Molecular profiling is also emphasized in the abstract as a way to identify targets outside canonical Hedgehog components. The authors report that profiling has revealed high tumor mutational burden and PD-L1 amplification, and they link these features to predicted response to immune checkpoint blockade with PD-1 and PD-L1 inhibitors. As an illustrative clinical example, the abstract describes a patient with a giant, advanced, unresectable basal cell carcinoma who achieved an ongoing complete remission after combined treatment with an immune checkpoint inhibitor (given the tumor’s high mutational burden) and the Hedgehog inhibitor vismodegib. Looking forward, the authors state that a fuller understanding of the genomic portfolio of these patients can assist in developing novel, rational therapeutic approaches that should continue to improve responses and outcomes.
Key Takeaways:
- The abstract reports an ultra-rare incidence range for metastatic disease and frames its scope around molecular characteristics and evolving systemic strategies.

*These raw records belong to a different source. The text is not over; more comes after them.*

//! OpenAI image generation API client.
//!
//! Renders the secret object as a picture and returns the hosted URL
//! for the result.

use async_trait::async_trait;
use tracing::debug;

use crate::{ImageModel, ModelError};

const IMAGES_API_URL: &str = "https://api.openai.com/v1/images/generations";

/// Image generation API client configuration.
#[derive(Clone)]
pub struct ImageConfig {
    pub api_key: String,
    pub model: String,
    pub size: String,
    pub quality: String,
}

impl std::fmt::Debug for ImageConfig {
    fn fmt(&self, f: &mut std::fmt::Formatter<'_>) -> std::fmt::Result {
        f.debug_struct("ImageConfig")
            .field("api_key", &"[REDACTED]")
            .field("model", &self.model)
            .field("size", &self.size)
            .field("quality", &self.quality)
            .finish()
    }
}

impl ImageConfig {
    pub fn new(api_key: impl Into<String>) -> Self {
        Self {
            api_key: api_key.into(),
            model: "dall-e-3".to_string(),
            size: "1024x1024".to_string(),
            quality: "standard".to_string(),
        }
    }

    /// Create config from the environment.
    ///
    /// Reads `OPENAI_API_KEY`. The application loads `.env` files before
    /// calling this, so a key placed there works too.
    pub fn from_env() -> Result<Self, ModelError> {
        match std::env::var("OPENAI_API_KEY") {
            Ok(key) if !key.trim().is_empty() => Ok(Self::new(key)),
            _ => Err(ModelError::ApiError(
                "OpenAI API not configured. Set OPENAI_API_KEY in the \
                 environment or in a .env file."
                    .into(),
            )),
        }
    }

    pub fn with_model(mut self, model: impl Into<String>) -> Self {
        self.model = model.into();
        self
    }

    pub fn with_size(mut self, size: impl Into<String>) -> Self {
        self.size = size.into();
        self
    }

    pub fn with_quality(mut self, quality: impl Into<String>) -> Self {
        self.quality = quality.into();
        self
    }
}

/// Image generation client.
pub struct ImageClient {
    config: ImageConfig,
    http: reqwest::Client,
}

impl ImageClient {
    pub fn new(config: ImageConfig) -> Self {
        Self {
            config,
            http: reqwest::Client::builder()
                .connect_timeout(std::time::Duration::from_secs(10))
                .timeout(std::time::Duration::from_secs(120))
                .build()
                .expect("failed to build HTTP client"),
        }
    }

    /// Build the JSON request body for the image generation API.
    ///
    /// Always requests a single image; the game shows exactly one
    /// picture per round.
    fn build_request_body(&self, prompt: &str) -> serde_json::Value {
        serde_json::json!({
            "model": self.config.model,
            "prompt": prompt,
            "n": 1,
            "size": self.config.size,
            "quality": self.config.quality,
        })
    }

    /// Parse an image generation response into the first image URL.
    fn parse_response(&self, json: serde_json::Value) -> Result<String, ModelError> {
        json["data"][0]["url"]
            .as_str()
            .map(String::from)
            .ok_or_else(|| ModelError::ParseError("no image url in response".to_string()))
    }
}

#[async_trait]
impl ImageModel for ImageClient {
    async fn generate(&self, prompt: &str) -> Result<String, ModelError> {
        let body = self.build_request_body(prompt);

        debug!(
            model = %self.config.model,
            size = %self.config.size,
            "image generation request"
        );

        let response = self
            .http
            .post(IMAGES_API_URL)
            .header("Authorization", format!("Bearer {}", self.config.api_key))
            .json(&body)
            .send()
            .await
            .map_err(|e| {
                if e.is_timeout() {
                    ModelError::Timeout
                } else {
                    ModelError::NetworkError(e.to_string())
                }
            })?;

        let status = response.status();
        if status == reqwest::StatusCode::TOO_MANY_REQUESTS {
            return Err(ModelError::RateLimited);
        }
        if !status.is_success() {
            let text = response.text().await.unwrap_or_default();
            return Err(ModelError::ApiError(format!("HTTP {status}: {text}")));
        }

        let json: serde_json::Value = response
            .json()
            .await
            .map_err(|e| ModelError::ParseError(e.to_string()))?;

        self.parse_response(json)
    }
}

- Hedgehog pathway biology is highlighted as a driver of proliferation and tumorigenesis, with SMO and GLI described as therapeutic targets; the abstract reports regulatory approval of vismodegib and sonidegib and notes GLI inhibitors in clinical trials.
- High tumor mutational burden and PD-L1 amplification are reported as profiling features the authors associate with checkpoint blockade responsiveness, alongside an illustrative ongoing complete remission described after combining an immune checkpoint inhibitor with vismodegib and a stated priority for fuller genomic profiling.